In the genesis of Stalinism there was subordination to a sole way of
thinking, one that failed to understand that capitalism is a mode of
production sustained by a number of pillars: the exploitation of wage
labor, the concentration of ownership and production output, and the
continuation of forms of social domination and oppression.

There was no real understanding that socialism implied the greatest
freedom of thought and a gradual advance toward new forms of production
different from wage-labor production, and that it entailed the
socialization (non-statization) of ownership and output, along with the
democratization of the country's political life and the de-alienation of
society through the elimination of all forms of oppression.
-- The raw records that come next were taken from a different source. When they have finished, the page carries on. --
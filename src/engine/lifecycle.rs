//! Connection lifecycle and timers.

use std::time::Instant;

use tracing::{debug, error, info, trace, warn};

use super::core::{Action, CloseInfo, ConnectionState, Engine, Notification};
use super::hooks::{Event, HookEvent};
use super::timer::TimerKind;

// ============================================================================
// Engine - Lifecycle
// ============================================================================

impl Engine {
    /// Requests a connection.
    ///
    /// The first call installs the engine's built-in hooks; later calls never
    /// install them again. Emits [`Action::Connect`] only from
    /// [`ConnectionState::Closed`].
    pub fn open(&mut self) {
        if self.hooks.install_builtins() {
            debug!("Built-in hooks installed");
        }
        self.closing_intentionally = false;
        self.start_connect();
    }

    /// Closes the connection without reconnecting.
    ///
    /// Cancels a pending reconnect.
    pub fn close(&mut self) {
        self.closing_intentionally = true;
        let pending = self.reconnect_timer.take();
        self.cancel_timer(pending);

        match self.state {
            ConnectionState::Open | ConnectionState::Connecting => {
                debug!(state = %self.state, "Closing connection");
                self.state = ConnectionState::Closing;
                self.actions.push(Action::Disconnect);
            }
            ConnectionState::Closed | ConnectionState::Closing => {
                trace!(state = %self.state, "Close requested with no transport");
            }
        }
    }

    /// Reports that the transport opened.
    pub fn transport_opened(&mut self) {
        info!(reopen = self.opened_before, "Connection open");
        self.state = ConnectionState::Open;
        self.close_count = 0;
        self.notify(Notification::ConnectionOpened);

        self.fire(HookEvent::Open.into(), &Event::Open);
        self.opened_before = true;
    }

    /// Reports that the transport closed.
    pub fn transport_closed(&mut self, info: CloseInfo) {
        info!(code = ?info.code, reason = %info.reason, "Connection closed");
        self.state = ConnectionState::Closed;
        self.frames.reset();
        self.notify(Notification::ConnectionClosed(info.clone()));

        self.fire(HookEvent::Close.into(), &Event::Close(&info));
    }

    /// Reports a transport error.
    ///
    /// The state does not change; a close report follows.
    pub fn transport_error(&mut self, message: &str) {
        warn!(error = %message, "Transport error");
        self.notify(Notification::ConnectionError(message.to_string()));

        self.fire(HookEvent::Error.into(), &Event::Error(message));
    }

    /// Feeds raw inbound text.
    pub fn handle_data(&mut self, chunk: &str) {
        trace!(len = chunk.len(), "Data received");
        self.fire(HookEvent::RawMessage.into(), &Event::Raw(chunk));
    }

    /// Schedules a reconnect after an unintentional close.
    pub(crate) fn schedule_reconnect(&mut self) {
        if self.closing_intentionally {
            debug!("Intentional close, not reconnecting");
            return;
        }

        if self.close_count >= self.options.max_reconnect_attempts {
            error!(
                attempts = self.close_count,
                "Reconnect attempts exhausted, staying closed"
            );
            self.notify(Notification::ReconnectExhausted {
                attempts: self.close_count,
            });
            return;
        }

        self.close_count += 1;
        let delay = self.options.reconnect_delay;
        let previous = self.reconnect_timer.take();
        self.cancel_timer(previous);
        self.reconnect_timer = Some(self.schedule(delay, TimerKind::Reconnect));

        info!(attempt = self.close_count, ?delay, "Reconnect scheduled");
        self.notify(Notification::Reconnecting {
            attempt: self.close_count,
        });
    }

    fn start_connect(&mut self) {
        if self.state == ConnectionState::Closed {
            debug!("Connecting");
            self.state = ConnectionState::Connecting;
            self.actions.push(Action::Connect);
        } else {
            trace!(state = %self.state, "Connect skipped");
        }
    }
}

// ============================================================================
// Engine - Timers
// ============================================================================

impl Engine {
    /// Returns when [`handle_timers`](Self::handle_timers) next has work.
    #[inline]
    #[must_use]
    pub fn next_deadline(&self) -> Option<Instant> {
        self.timers.next_deadline()
    }

    /// Runs every timer due at the current clock time.
    pub fn handle_timers(&mut self) {
        let now = self.clock.now();
        while let Some((id, kind)) = self.timers.pop_due(now) {
            trace!(%id, %kind, "Timer fired");
            match kind {
                TimerKind::Reconnect => {
                    self.reconnect_timer = None;
                    if !self.closing_intentionally {
                        self.start_connect();
                    }
                }
                TimerKind::VerifyPush(subscription) => self.verify_push(subscription),
                TimerKind::Drain => {
                    self.drain_timer = None;
                    self.drain();
                }
                TimerKind::RefreshPush => {
                    self.refresh_timer = None;
                    self.refresh_push_now();
                }
            }
        }
    }
}
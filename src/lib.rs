//! VPCA client - protocol engine for the VPCA vehicle parameter service.
//!
//! A VPCA server exposes vehicle parameters (and groups of them) over a
//! WebSocket at `/VPCA`. This library keeps one connection alive, funnels
//! every request through a single-flight scheduler, routes responses and
//! pushed values to registered listeners, and keeps push subscriptions
//! confirmed.
//!
//! # Architecture
//!
//! - **[`Engine`]** (sans-IO): all protocol state. Fed transport events,
//!   inbound text and timer ticks; answers with [`Action`]s.
//! - **[`Client`]** (Tokio): a cloneable handle to an event loop that owns
//!   the engine and the WebSocket and performs its actions.
//!
//! Key design principles:
//!
//! - At most one request awaits its response at any time
//! - Listeners are keyed by parameter id or name; either form matches
//! - Unintentional closes reconnect, up to a bound
//! - A panicking callback is logged and never stops dispatch
//!
//! # Quick Start
//!
//! ```no_run
//! use std::sync::Arc;
//! use std::time::Duration;
//!
//! use vpca_client::{Client, Message, PushRates, Result};
//!
//! #[tokio::main]
//! async fn main() -> Result<()> {
//!     let client = Client::builder().host("192.168.4.1").connect()?;
//!     client.wait_open(Duration::from_secs(5)).await?;
//!
//!     // Current value once, then a push stream
//!     client.register_listener(17u32, Arc::new(|message: &Message| {
//!         println!("speed: {}", message.payload());
//!     }))?;
//!     client.refresh(17u32)?;
//!     client.request_push(17u32, PushRates::new(100, 500), Arc::new(|message: &Message| {
//!         println!("pushed: {}", message.payload());
//!     }))?;
//!
//!     tokio::signal::ctrl_c().await.ok();
//!     client.shutdown();
//!     Ok(())
//! }
//! ```
//!
//! # Modules
//!
//! | Module | Description |
//! |--------|-------------|
//! | [`engine`] | Sans-IO protocol engine |
//! | [`error`] | Error types and [`Result`] alias |
//! | [`identifiers`] | Parameter keys and handle newtypes |
//! | [`protocol`] | Wire message types |
//! | [`transport`] | WebSocket client and event loop |

// ============================================================================
// Modules
// ============================================================================

/// Sans-IO protocol engine.
///
/// Use [`Engine`] directly to drive the protocol over any transport.
pub mod engine;

/// Error types and result aliases.
///
/// All fallible operations return [`Result<T>`] which uses [`Error`].
pub mod error;

/// Parameter keys and registration handles.
pub mod identifiers;

/// VPCA wire protocol: requests, messages, frame reassembly.
pub mod protocol;

/// WebSocket transport layer.
///
/// [`Client`] and its builder.
pub mod transport;

// ============================================================================
// Re-exports
// ============================================================================

// Engine types
pub use engine::{
    Action, CloseInfo, ConnectionState, Engine, EngineOptions, Event, Hook, HookEvent, HookTarget,
    Listener, Notification, PushSynchronizer,
};

// Error types
pub use error::{Error, Result};

// Identifier types
pub use identifiers::{HookId, Key, ListenerId, SubscriptionId};

// Protocol types
pub use protocol::{Message, PushRates, Request, RequestKind, ResponseKind};

// Transport types
pub use transport::{Client, ClientBuilder, ClientConfig};
//! Clocks and scheduled timers.
//!
//! The engine never sleeps. Reconnect backoff, push verification, the
//! post-response send delay and the push refresh debounce are entries in a
//! [`TimerQueue`] keyed by deadline. The driver asks for the next deadline,
//! waits for it, and calls back into the engine; tests use a
//! [`ManualClock`] and advance it by hand.

// ============================================================================
// Imports
// ============================================================================

use std::collections::BTreeMap;
use std::fmt;
use std::sync::Arc;
use std::time::{Duration, Instant};

use parking_lot::Mutex;
use rustc_hash::FxHashMap;

use crate::identifiers::{SubscriptionId, TimerId};

// ============================================================================
// Clock
// ============================================================================

/// Source of the current time.
pub trait Clock: Send + Sync {
    /// Returns the current instant.
    fn now(&self) -> Instant;
}

/// Wall clock backed by [`Instant::now`].
#[derive(Debug, Clone, Copy, Default)]
pub struct SystemClock;

impl Clock for SystemClock {
    #[inline]
    fn now(&self) -> Instant {
        Instant::now()
    }
}

/// Clock backed by tokio's time source.
///
/// Follows `tokio::time::pause` / `advance`, so a paused runtime drives the
/// engine's timers deterministically.
#[derive(Debug, Clone, Copy, Default)]
pub struct TokioClock;

impl Clock for TokioClock {
    #[inline]
    fn now(&self) -> Instant {
        tokio::time::Instant::now().into_std()
    }
}

/// Manually advanced clock for deterministic tests.
#[derive(Debug, Clone)]
pub struct ManualClock {
    now: Arc<Mutex<Instant>>,
}

impl ManualClock {
    /// Creates a clock frozen at the current instant.
    #[must_use]
    pub fn new() -> Self {
        Self {
            now: Arc::new(Mutex::new(Instant::now())),
        }
    }

    /// Moves the clock forward.
    pub fn advance(&self, by: Duration) {
        *self.now.lock() += by;
    }
}

impl Default for ManualClock {
    fn default() -> Self {
        Self::new()
    }
}

impl Clock for ManualClock {
    fn now(&self) -> Instant {
        *self.now.lock()
    }
}

// ============================================================================
// TimerKind
// ============================================================================

/// What a timer does when it fires.
#[derive(Debug, Clone, Copy, PartialEq, Eq)]
pub enum TimerKind {
    /// Re-open the connection after an unintentional close.
    Reconnect,
    /// Check whether a push registration was confirmed.
    VerifyPush(SubscriptionId),
    /// Transmit the next queued request.
    Drain,
    /// Re-register all push streams.
    RefreshPush,
}

impl fmt::Display for TimerKind {
    fn fmt(&self, f: &mut fmt::Formatter<'_>) -> fmt::Result {
        match self {
            Self::Reconnect => f.write_str("reconnect"),
            Self::VerifyPush(id) => write!(f, "verify {id}"),
            Self::Drain => f.write_str("drain"),
            Self::RefreshPush => f.write_str("refresh push"),
        }
    }
}

// ============================================================================
// TimerQueue
// ============================================================================

/// Deadline-ordered timers with cancellation handles.
///
/// Timers with equal deadlines fire in scheduling order.
#[derive(Debug, Default)]
pub struct TimerQueue {
    /// Last issued timer id.
    last_id: u64,
    /// Pending timers ordered by deadline, then id.
    pending: BTreeMap<(Instant, TimerId), TimerKind>,
    /// Deadline of each pending timer, for cancellation.
    deadlines: FxHashMap<TimerId, Instant>,
}

impl TimerQueue {
    /// Creates an empty queue.
    #[must_use]
    pub fn new() -> Self {
        Self::default()
    }

    /// Schedules `kind` to fire at `deadline`.
    pub fn schedule(&mut self, deadline: Instant, kind: TimerKind) -> TimerId {
        self.last_id += 1;
        let id = TimerId::new(self.last_id);
        self.pending.insert((deadline, id), kind);
        self.deadlines.insert(id, deadline);
        id
    }

    /// Cancels a pending timer.
    ///
    /// Returns `false` if it already fired or was cancelled.
    pub fn cancel(&mut self, id: TimerId) -> bool {
        match self.deadlines.remove(&id) {
            Some(deadline) => self.pending.remove(&(deadline, id)).is_some(),
            None => false,
        }
    }

    /// Returns `true` if the timer is still pending.
    #[inline]
    #[must_use]
    pub fn is_pending(&self, id: TimerId) -> bool {
        self.deadlines.contains_key(&id)
    }

    /// Returns the earliest deadline.
    #[must_use]
    pub fn next_deadline(&self) -> Option<Instant> {
        self.pending.keys().next().map(|(deadline, _)| *deadline)
    }

    /// Removes and returns the earliest timer due at `now`.
    pub fn pop_due(&mut self, now: Instant) -> Option<(TimerId, TimerKind)> {
        let entry = self.pending.first_entry()?;
        let (deadline, id) = *entry.key();
        if deadline > now {
            return None;
        }
        let kind = entry.remove();
        self.deadlines.remove(&id);
        Some((id, kind))
    }

    /// Returns the number of pending timers.
    #[inline]
    #[must_use]
    pub fn len(&self) -> usize {
        self.pending.len()
    }

    /// Returns `true` if no timer is pending.
    #[inline]
    #[must_use]
    pub fn is_empty(&self) -> bool {
        self.pending.is_empty()
    }
}

// ============================================================================
// Tests
// ============================================================================
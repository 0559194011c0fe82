//! Type-safe identifiers.
//!
//! Two kinds of identifiers live here:
//!
//! - [`Key`] names a parameter or group on the server. The server reports
//!   parameters by numeric id and by label, so a key matches either form.
//! - Handle newtypes ([`ListenerId`], [`SubscriptionId`], [`HookId`],
//!   [`TimerId`]) returned by registrations and used to undo them.

// ============================================================================
// Imports
// ============================================================================

use std::fmt;
use std::sync::atomic::{AtomicU64, Ordering};

use serde_json::Value;

// ============================================================================
// Key
// ============================================================================

/// Correlation key for a parameter or group.
///
/// Numeric ids match both JSON numbers and numeric strings (`17` matches
/// `17` and `"17"`). Names match strings exactly, or numbers whose decimal
/// form equals the name.
#[derive(Debug, Clone, PartialEq, Eq, Hash)]
pub enum Key {
    /// Numeric parameter or group id.
    Id(u64),
    /// Parameter label or group name.
    Name(String),
}

impl Key {
    /// Returns `true` if `value` identifies the same object as this key.
    #[must_use]
    pub fn matches(&self, value: &Value) -> bool {
        match (self, value) {
            (Self::Id(id), Value::Number(n)) => n.as_u64() == Some(*id),
            (Self::Id(id), Value::String(s)) => s.trim().parse::<u64>().ok() == Some(*id),
            (Self::Name(name), Value::String(s)) => name == s,
            (Self::Name(name), Value::Number(n)) => *name == n.to_string(),
            _ => false,
        }
    }

    /// Returns `true` if either the id or the name field matches.
    #[must_use]
    pub fn matches_any(&self, id: Option<&Value>, name: Option<&Value>) -> bool {
        id.is_some_and(|v| self.matches(v)) || name.is_some_and(|v| self.matches(v))
    }

    /// Builds a key from an id field as the server reports it.
    ///
    /// Numbers and numeric strings become [`Key::Id`]; other strings become
    /// [`Key::Name`].
    #[must_use]
    pub fn from_value(value: &Value) -> Option<Self> {
        match value {
            Value::Number(n) => n.as_u64().map(Self::Id),
            Value::String(s) => Some(
                s.trim()
                    .parse::<u64>()
                    .map_or_else(|_| Self::Name(s.clone()), Self::Id),
            ),
            _ => None,
        }
    }

    /// JSON form used in request payloads.
    #[must_use]
    pub fn to_value(&self) -> Value {
        match self {
            Self::Id(id) => Value::from(*id),
            Self::Name(name) => Value::from(name.as_str()),
        }
    }
}

impl fmt::Display for Key {
    fn fmt(&self, f: &mut fmt::Formatter<'_>) -> fmt::Result {
        match self {
            Self::Id(id) => write!(f, "{id}"),
            Self::Name(name) => f.write_str(name),
        }
    }
}

impl From<u64> for Key {
    fn from(id: u64) -> Self {
        Self::Id(id)
    }
}

impl From<u32> for Key {
    fn from(id: u32) -> Self {
        Self::Id(u64::from(id))
    }
}

impl From<i32> for Key {
    fn from(id: i32) -> Self {
        u64::try_from(id).map_or_else(|_| Self::Name(id.to_string()), Self::Id)
    }
}

impl From<&str> for Key {
    fn from(name: &str) -> Self {
        Self::Name(name.to_string())
    }
}

impl From<String> for Key {
    fn from(name: String) -> Self {
        Self::Name(name)
    }
}

// ============================================================================
// Handle Newtypes
// ============================================================================

macro_rules! handle_id {
    ($(#[$meta:meta])* $name:ident, $prefix:literal) => {
        $(#[$meta])*
        #[derive(Debug, Clone, Copy, PartialEq, Eq, Hash, PartialOrd, Ord)]
        pub struct $name(u64);

        impl $name {
            /// Returns the raw numeric value.
            #[inline]
            #[must_use]
            pub const fn as_u64(self) -> u64 {
                self.0
            }
        }

        impl fmt::Display for $name {
            fn fmt(&self, f: &mut fmt::Formatter<'_>) -> fmt::Result {
                write!(f, concat!($prefix, "-{}"), self.0)
            }
        }
    };
}

handle_id!(
    /// Handle for a listener registry entry.
    ListenerId,
    "listener"
);

handle_id!(
    /// Handle for a push subscription.
    SubscriptionId,
    "push"
);

handle_id!(
    /// Handle for a registered hook.
    HookId,
    "hook"
);

handle_id!(
    /// Handle for a scheduled timer.
    TimerId,
    "timer"
);

// ============================================================================
// IdSource
// ============================================================================

/// Monotonic allocator shared by the engine and its client handles.
///
/// Handles are allocated on the caller's side so registration methods can
/// return immediately while the actual registration is applied later by the
/// event loop.
#[derive(Debug)]
pub struct IdSource {
    next: AtomicU64,
}

impl Default for IdSource {
    fn default() -> Self {
        Self::new()
    }
}

impl IdSource {
    /// Creates a new allocator starting at 1.
    #[must_use]
    pub const fn new() -> Self {
        Self {
            next: AtomicU64::new(1),
        }
    }

    fn bump(&self) -> u64 {
        self.next.fetch_add(1, Ordering::Relaxed)
    }

    /// Allocates a listener handle.
    pub fn listener(&self) -> ListenerId {
        ListenerId(self.bump())
    }

    /// Allocates a subscription handle.
    pub fn subscription(&self) -> SubscriptionId {
        SubscriptionId(self.bump())
    }

    /// Allocates a hook handle.
    pub fn hook(&self) -> HookId {
        HookId(self.bump())
    }
}

impl TimerId {
    /// Creates a timer id from a counter value.
    #[inline]
    pub(crate) const fn new(raw: u64) -> Self {
        Self(raw)
    }
}

// ============================================================================
// Tests
// ============================================================================

#[cfg(test)]
mod tests {
    use super::*;

    use serde_json::json;

    #[test]
    fn test_numeric_key_matches_number_and_string() {
        let key = Key::from(17u32);
        assert!(key.matches(&json!(17)));
        assert!(key.matches(&json!("17")));
        assert!(key.matches(&json!(" 17 ")));
        assert!(!key.matches(&json!(18)));
        assert!(!key.matches(&json!("engine_rpm")));
        assert!(!key.matches(&Value::Null));
    }

    #[test]
    fn test_key_from_reported_value() {
        assert_eq!(Key::from_value(&json!(17)), Some(Key::Id(17)));
        assert_eq!(Key::from_value(&json!("17")), Some(Key::Id(17)));
        assert_eq!(Key::from_value(&json!("rpm")), Some(Key::from("rpm")));
        assert_eq!(Key::from_value(&json!(null)), None);
    }

    #[test]
    fn test_name_key_matches_exact_string() {
        let key = Key::from("engine_rpm");
        assert!(key.matches(&json!("engine_rpm")));
        assert!(!key.matches(&json!("Engine_RPM")));
        assert!(!key.matches(&json!(17)));
    }

    #[test]
    fn test_name_key_matches_numeric_text() {
        let key = Key::from("42");
        assert!(key.matches(&json!(42)));
    }

    #[test]
    fn test_matches_any_accepts_either_field() {
        let key = Key::from("coolant");
        assert!(key.matches_any(Some(&json!(3)), Some(&json!("coolant"))));
        assert!(Key::Id(3).matches_any(Some(&json!(3)), Some(&json!("coolant"))));
        assert!(!key.matches_any(None, None));
    }

    #[test]
    fn test_negative_i32_becomes_name() {
        assert_eq!(Key::from(-1), Key::Name("-1".to_string()));
        assert_eq!(Key::from(5), Key::Id(5));
    }

    #[test]
    fn test_key_to_value() {
        assert_eq!(Key::Id(5).to_value(), json!(5));
        assert_eq!(Key::from("rpm").to_value(), json!("rpm"));
    }

    #[test]
    fn test_id_source_is_monotonic() {
        let ids = IdSource::new();
        let a = ids.listener();
        let b = ids.subscription();
        let c = ids.hook();
        assert!(a.as_u64() < b.as_u64());
        assert!(b.as_u64() < c.as_u64());
        assert_eq!(a.to_string(), format!("listener-{}", a.as_u64()));
    }
}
The basic error was the oversimplified identification of capitalism with
a system of government and socialism with a form of distribution. From
all of that were derived multiple political errors, such as combating
all bourgeois-democratic forms of government, absolutizing the armed
struggle as the path to revolution, underestimating transformations in
the forms of production within the core of the capitalist system itself,
looking down on the economic struggles of workers, the negation of
self-management, and a host of other mistakes.

Neutralizing the "carbide effect" will demand the participation of
everyone: communists, socialists, revolutionaries, national democrats
and all Cubans of good will. Neo-Stalinist philosophy, methods and
concepts must be disassembled within the party, within the government
and within all of society to make the "unity of the nation" a reality
and to truly turn Cuba into a country "with all and for the well-being
of all."

The Sixth Congress of the Communist Party of Cuba left a plan that looks
more like capitalization than socialization, promoting differences
rather than equality. The Party conference scheduled for this coming
January could correct that path and rescue the libertarian, democratic,
socializing and comradely contents of the revolution, those elements
than many of us continue attempting to secure.

My colleagues and I have contributed to the debate around the current
situation and various perspectives, and we continue to be willing to do
so in any setting. We are ready to explain our position to the
government, the opposition or any other interested parties.


Three years ago the document "Cuba Needs a Participative and Democratic
Socialism. Programmatic Proposals" was published.